= Global coordination level =

Computational approach for data analysis

Global coordination level (GCL) is a computational method that evaluates the system-wide dependency in multivariate data, by calculating the distance correlation between random subsets of the variables. Originally applied to gene expression data, GCL assesses the level of coordination between genes, which are fundamentally linked in performing tasks and biological functions. Unlike traditional methods that require precise knowledge of pairwise interactions between genes, GCL can evaluate coordination without such information. The GCL value of zero signifies independent gene expression, while values above zero indicate gene-to-gene regulatory interactions. For instance, when GCL is applied to known genetic pathways in the Kyoto Encyclopedia of Genes and Genomes (KEGG) database, it yields significantly positive values, while random subsets of genes or mock pathways with similar gene expression levels show very low GCL values. Additionally, GCL can be useful in analyzing high-dimensional ecological and biochemical dynamics.

==Introduction==

Genes interact with each other in a complex structure known as the gene regulatory network, which plays a crucial role in implementing various biological functions and performing different tasks within cells. However, inferring the precise pairwise interactions of the gene regulatory network remains challenging due to the large number of functional genes and the inherent stochasticity of these systems. Despite these challenges, certain features of the gene regulatory network can still be extracted without fully inferring all the interactions. For instance, the network connectivity, which refers to the density of actual gene-gene interactions compared to all possible interactions, may have important implications for general cellular processes.

==Method description==
The calculation of the Conditional Likelihood (CL) is based on multivariate dependencies among genes in a given cohort of cells. This involves a repeated procedure of randomly selecting subsets of genes and calculating the distance correlation between them, as described in the work. By averaging over many such gene subsets, a single numerical value, known as the Gene Connectivity Landscape (GCL), is obtained to assess the overall dependencies between the genes.
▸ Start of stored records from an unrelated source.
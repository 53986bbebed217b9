use async_trait::async_trait;
use redis::AsyncCommands;
use std::time::Duration;
use tracing::{debug, trace, warn};

use hoplink_core::cache::Result;
use hoplink_core::{CacheError, CachedLink, LinkCache, ShortCode};

const DEFAULT_KEY_PREFIX: &str = "hl:link:";

/// A Redis implementation of [`LinkCache`].
///
/// Entries are stored as JSON strings under `SET ... EX`, so the server
/// owns the per-key expiry. A corrupt payload is logged and reported as
/// a miss rather than an error; the durable store is the source of
/// truth, the cache only has to be fast.
#[derive(Debug, Clone)]
pub struct RedisLinkCache {
    conn: redis::aio::MultiplexedConnection,
    key_prefix: String,
}

impl RedisLinkCache {
    /// Creates a new Redis link cache with the default key prefix.
    pub fn new(conn: redis::aio::MultiplexedConnection) -> Self {
        Self::with_prefix(conn, DEFAULT_KEY_PREFIX)
    }

    /// Creates a new Redis link cache with a custom key prefix
    /// (e.g. `"myapp:link:"`).
    pub fn with_prefix(
        conn: redis::aio::MultiplexedConnection,
        key_prefix: impl Into<String>,
    ) -> Self {
        Self {
            conn,
            key_prefix: key_prefix.into(),
        }
    }

    /// Connects to the given Redis URL and returns a cache over a
    /// multiplexed connection.
    pub async fn connect(redis_url: &str) -> Result<Self> {
        let client = redis::Client::open(redis_url)
            .map_err(|e| CacheError::Unavailable(e.to_string()))?;
        let conn = client
            .get_multiplexed_async_connection()
            .await
            .map_err(|e| CacheError::Unavailable(e.to_string()))?;
        Ok(Self::new(conn))
    }

    fn cache_key(&self, code: &ShortCode) -> String {
        format!("{}{}", self.key_prefix, code.as_str())
    }
}

#[async_trait]
impl LinkCache for RedisLinkCache {
    async fn get(&self, code: &ShortCode) -> Result<Option<CachedLink>> {
        let key = self.cache_key(code);
        let mut conn = self.conn.clone();

        let cached: Option<String> = conn
            .get(&key)
            .await
            .map_err(|e| CacheError::Operation(e.to_string()))?;

        let Some(payload) = cached else {
            trace!(code = %code, "cache miss in Redis");
            return Ok(None);
        };

        match serde_json::from_str::<CachedLink>(&payload) {
            Ok(entry) => {
                debug!(code = %code, "cache hit in Redis");
                Ok(Some(entry))
            }
            Err(e) => {
                warn!(code = %code, error = %e, "failed to deserialize cached entry, treating as miss");
                Ok(None)
            }
        }
    }

    async fn set_with_ttl(
        &self,
        code: &ShortCode,
        entry: &CachedLink,
        ttl: Duration,
    ) -> Result<()> {
        let key = self.cache_key(code);
        let payload =
            serde_json::to_string(entry).map_err(|e| CacheError::Serialization(e.to_string()))?;

        let mut conn = self.conn.clone();
        conn.set_ex::<_, _, ()>(&key, payload, ttl.as_secs())
            .await
            .map_err(|e| CacheError::Operation(e.to_string()))?;

        trace!(code = %code, ttl_secs = ttl.as_secs(), "cached entry in Redis");
        Ok(())
    }

    async fn delete(&self, code: &ShortCode) -> Result<()> {
        let key = self.cache_key(code);
        let mut conn = self.conn.clone();
        conn.del::<_, ()>(&key)
            .await
            .map_err(|e| CacheError::Operation(e.to_string()))?;

        trace!(code = %code, "removed entry from Redis cache");
        Ok(())
    }
}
However, there are several important pre- and post-processing steps that need to be taken into account to ensure the accuracy and reliability of the GCL. Firstly, clustering methods should be applied to divide the analyzed cohort of cells into subsets, and the GCL should be calculated separately for each subset or the largest one to ensure homogeneity. Secondly, cells that deviate significantly from the rest of the cells (referred to as 'outliers') or cells that are too similar to each other (referred to as 'inliers') should be filtered out to avoid their undue influence on the GCL calculation.

Additionally, jackknife analysis, which involves systematically omitting subsets of cells from the analysis and recalculating the GCL, should be performed to test the stability of the results. These steps are necessary because the GCL, like other correlation measures, can be sensitive to unusual cells and heterogeneous cohorts, especially in the context of sparse, noisy, and outlier-prone scRNA-seq data.

==Applications==

Aging: Stochastic aberration of transcriptional regulation is a dominant factor in the process of aging. However, when assessing GCLs in multiple single-cell RNA-sequencing datasets, the decline of GCL with age has been consistently observed across various organisms and cell types. Notably, significant decreases in GCL were found in mouse hematopoietic stem cells based on single-cell RNA-seq data, supporting the hypothesis of aging as dys-differentiation. This idea, originally posited by Richard Cutler in the 1970s, suggests that cells deviate from their proper state of differentiation as they age, as evidenced by the activation of genes that should normally be silent in aged tissues.

Measuring biological variability: The GCL decreases in cohorts of cells with increased 'biological variability' only when it arises from gene interactions. The GCL can be used to assess and compare the ratio between introduced biological and technical variability in cohorts with similar cell-to-cell variability.